Cosa cambia con le batterie allo stato solido? Chery si unisce alla corsa globale verso queste nuove batterie
Rispetto alle attuali batterie al litio, quelle allo stato solido usano un elettrolita solido anziché liquido per l’appunto, migliorando notevolmente la sicurezza (meno rischio di incendi), la densità energetica e i tempi di ricarica. Secondo Chery, i prototipi attuali mostrano un’autonomia superiore del 25% rispetto alle batterie tradizionali, con cicli di vita più lunghi e stabilità termica maggiore. In particolare, l’azienda cinese punta a superare la soglia dei 1.000 km con una sola carica, obiettivo condiviso anche da altri del settore, ma che finora nessuno ha pienamente raggiunto soprattutto su larga scala. Oltre ai miglioramenti tecnici, Chery starebbe lavorando anche per rendere il processo di produzione più sostenibile, uno degli aspetti critici per evitare che questa tecnologia resti relegata a pochi modelli di alta gamma.

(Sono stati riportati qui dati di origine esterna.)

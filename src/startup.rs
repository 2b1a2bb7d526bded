use std::{net::TcpListener, time::Duration};

use actix_web::{dev::Server, error::{JsonPayloadError, PathError, QueryPayloadError}, http::StatusCode, web, App, HttpRequest, HttpServer};
use anyhow::Context;
use diesel::{r2d2::ConnectionManager, PgConnection};
use diesel_migrations::{embed_migrations, EmbeddedMigrations, MigrationHarness};
use r2d2::Pool;
use tracing_actix_web::TracingLogger;

use crate::{
    auth::{AdminCredentials, AdminGate, Tokenizer},
    configuration::{DatabaseSettings, Settings},
    domain::EmailAddress,
    email_client::EmailClient,
    email_templates::EmailTemplates,
    notifications::{Notifier, StaticAssets},
    routes::*,
    utils::{json_error_into, DbPool}
};

pub const MIGRATIONS: EmbeddedMigrations = embed_migrations!("./migrations");

// Whether the admin cookie carries the Secure attribute
#[derive(Debug, Clone, Copy)]
pub struct CookieSecurity(pub bool);

// How often the dashboard client should re-fetch, in seconds
#[derive(Debug, Clone, Copy)]
pub struct RefreshInterval(pub u64);

pub struct Application{
    pub host: String,
    pub port: u16,
    pub server: Server
}

impl Application {
    /// Binds the listener (port 0 picks a free one), prepares the database
    /// and wires every route. The server still has to be awaited.
    pub async fn build(settings: Settings) -> Result<Application, anyhow::Error>{
        let listener = TcpListener::bind((settings.application.host.as_str(), settings.application.port))
            .context("Failed to bind address")?;
        let port = listener.local_addr()?.port();

        let pool = get_connection_pool(&settings.database)?;
        run_migrations(&pool)?;

        let sender = EmailAddress::parse(settings.email.sender.clone())
            .map_err(|e| anyhow::anyhow!(e))
            .context("Invalid sender email")?;

        let restaurant_recipient = match settings.email.restaurant_recipient.clone() {
            Some(recipient) => EmailAddress::parse(recipient)
                .map_err(|e| anyhow::anyhow!(e))
                .context("Invalid restaurant recipient email")?,
            None => sender.clone()
        };

        let email_client = EmailClient::new(
            settings.email.api_uri.clone(),
            sender,
            settings.email.authorization_token.clone(),
            settings.email.timeout_secs
        )
        .context("Failed to build email client")?;

        let templates = EmailTemplates::new().context("Failed to load email templates")?;

        let notifier = Notifier::new(
            email_client,
            templates,
            StaticAssets::new(settings.application.static_dir.clone()),
            settings.application.base_url.clone(),
            restaurant_recipient
        );

        let credentials = AdminCredentials::from_settings(&settings.admin)?;
        let tokenizer = Tokenizer::new(&settings.jwt);

        let server = run(
            listener,
            pool,
            notifier,
            credentials,
            tokenizer,
            CookieSecurity(settings.application.secure_cookies),
            RefreshInterval(settings.dashboard.refresh_interval_secs)
        )?;

        Ok(Application{
            host: settings.application.host,
            port,
            server
        })
    }

    pub async fn run_until_stopped(self) -> Result<(), std::io::Error>{
        self.server.await
    }
}

pub fn get_connection_pool(settings: &DatabaseSettings) -> Result<DbPool, anyhow::Error>{
    let manager = ConnectionManager::<PgConnection>::new(settings.get_database_table_url());

    Pool::builder()
        .max_size(settings.max_connections)
        .connection_timeout(Duration::from_secs(5))
        .build(manager)
        .context("Failed to build connection pool")
}

pub fn run_migrations(pool: &DbPool) -> Result<(), anyhow::Error>{
    let mut conn = pool.get().context("Failed to get connection for migrations")?;

    conn.run_pending_migrations(MIGRATIONS)
        .map_err(|e| anyhow::anyhow!(e))
        .context("Failed to run migrations")?;

    Ok(())
}

// Body and query parse failures answer with the same { "error": ... } shape
fn json_config() -> web::JsonConfig {
    web::JsonConfig::default()
        .error_handler(|err: JsonPayloadError, _req: &HttpRequest| {
            json_error_into(StatusCode::BAD_REQUEST, err.to_string())
        })
}

fn query_config() -> web::QueryConfig {
    web::QueryConfig::default()
        .error_handler(|err: QueryPayloadError, _req: &HttpRequest| {
            json_error_into(StatusCode::BAD_REQUEST, err.to_string())
        })
}

// Malformed ids in the path are a client error, not a missing route
fn path_config() -> web::PathConfig {
    web::PathConfig::default()
        .error_handler(|err: PathError, _req: &HttpRequest| {
            json_error_into(StatusCode::BAD_REQUEST, err.to_string())
        })
}

fn run(
    listener: TcpListener,
    pool: DbPool,
    notifier: Notifier,
    credentials: AdminCredentials,
    tokenizer: Tokenizer,
    cookie_security: CookieSecurity,
    refresh_interval: RefreshInterval
) -> Result<Server, anyhow::Error>{
    let pool = web::Data::new(pool);
    let notifier = web::Data::new(notifier);
    let credentials = web::Data::new(credentials);
    let tokenizer = web::Data::new(tokenizer);
    let cookie_security = web::Data::new(cookie_security);
    let refresh_interval = web::Data::new(refresh_interval);

    let server = HttpServer::new(move || {
        App::new()
            .wrap(TracingLogger::default())
            .app_data(json_config())
            .app_data(query_config())
            .app_data(path_config())
            .app_data(pool.clone())
            .app_data(notifier.clone())
            .app_data(credentials.clone())
            .app_data(tokenizer.clone())
            .app_data(cookie_security.clone())
            .app_data(refresh_interval.clone())
            .route("/health", web::get().to(health_check))
            .route("/api/reservation", web::post().to(create_reservation))
            .route("/api/reservations", web::post().to(create_reservation))
            .route("/api/reservation/{id}", web::patch().to(update_reservation))
            .service(
                web::resource("/api/menu")
                    .route(web::get().to(list_menu))
                    .route(web::post().to(create_menu_item))
            )
            .route("/api/menu/sections", web::get().to(list_menu_sections))
            .route("/api/menu/{id}", web::delete().to(delete_menu_entry))
            .service(
                web::scope("/api/admin")
                    .wrap(AdminGate::rejecting().exempt(&["/api/admin/login", "/api/admin/logout"]))
                    .route("/login", web::post().to(login))
                    .route("/logout", web::post().to(logout))
                    .service(
                        web::resource("/reservations")
                            .route(web::get().to(list_reservations))
                            .route(web::patch().to(update_reservation_by_body))
                    )
                    .service(
                        web::resource("/reservations/{id}")
                            .route(web::patch().to(update_reservation))
                            .route(web::delete().to(remove_reservation))
                    )
                    .service(
                        web::resource("/menu")
                            .route(web::get().to(list_menu_admin))
                            .route(web::post().to(create_menu_item))
                    )
                    .service(
                        web::resource("/menu/items")
                            .route(web::post().to(create_menu_item))
                            .route(web::put().to(update_menu_entry_by_body))
                            .route(web::delete().to(delete_menu_entry_by_query))
                    )
                    .service(
                        web::resource("/menu/{id}")
                            .route(web::get().to(get_menu_entry))
                            .route(web::put().to(update_menu_entry))
                            .route(web::delete().to(delete_menu_entry))
                    )
            )
            .service(
                web::scope("/admin")
                    .wrap(AdminGate::redirecting().exempt(&["/admin", "/admin/login"]))
                    .route("", web::get().to(admin_root))
                    .route("/login", web::get().to(login_page))
                    .route("/dashboard", web::get().to(dashboard))
            )
    })
    .listen(listener)?
    .run();

    Ok(server)
}
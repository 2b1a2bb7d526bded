use tokio::task::JoinHandle;
use tracing::{subscriber::set_global_default, Subscriber};
use tracing_bunyan_formatter::{BunyanFormattingLayer, JsonStorageLayer};
use tracing_subscriber::{fmt::MakeWriter, layer::SubscriberExt, EnvFilter, Registry};

// Builds a bunyan formatted subscriber, RUST_LOG takes precedence over env_filter
pub fn get_subscriber<Sink>(
    name: String,
    env_filter: String,
    sink: Sink
) -> impl Subscriber + Send + Sync
where
    Sink: for<'a> MakeWriter<'a> + Send + Sync + 'static
{
    let env_filter = EnvFilter::try_from_default_env()
                        .unwrap_or_else(|_| EnvFilter::new(env_filter));

    let formatting_layer = BunyanFormattingLayer::new(name, sink);

    Registry::default()
        .with(env_filter)
        .with(JsonStorageLayer)
        .with(formatting_layer)
}

// Should only be called once
pub fn init_subscriber(subscriber: impl Subscriber + Send + Sync) {
    set_global_default(subscriber).expect("Failed to set subscriber");
}

// Runs blocking work (diesel queries, argon2) on the blocking pool
// while keeping it inside the caller's span
pub fn spawn_blocking_with_tracing<F, R>(f: F) -> JoinHandle<R>
where
    F: FnOnce() -> R + Send + 'static,
    R: Send + 'static
{
    let current_span = tracing::Span::current();
    tokio::task::spawn_blocking(move || current_span.in_scope(f))
}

L’ingresso di Chery nel panorama delle batterie allo stato solido è dunque un segnale che la nuova generazione di auto elettriche è sempre più vicina, e anche i produttori si preparano a giocare un ruolo in primo piano. Nei prossimi anni, probabilmente, assisteremo a una vera rivoluzione della mobilità, con veicoli più autonomi, sicuri e rapidi da ricaricare.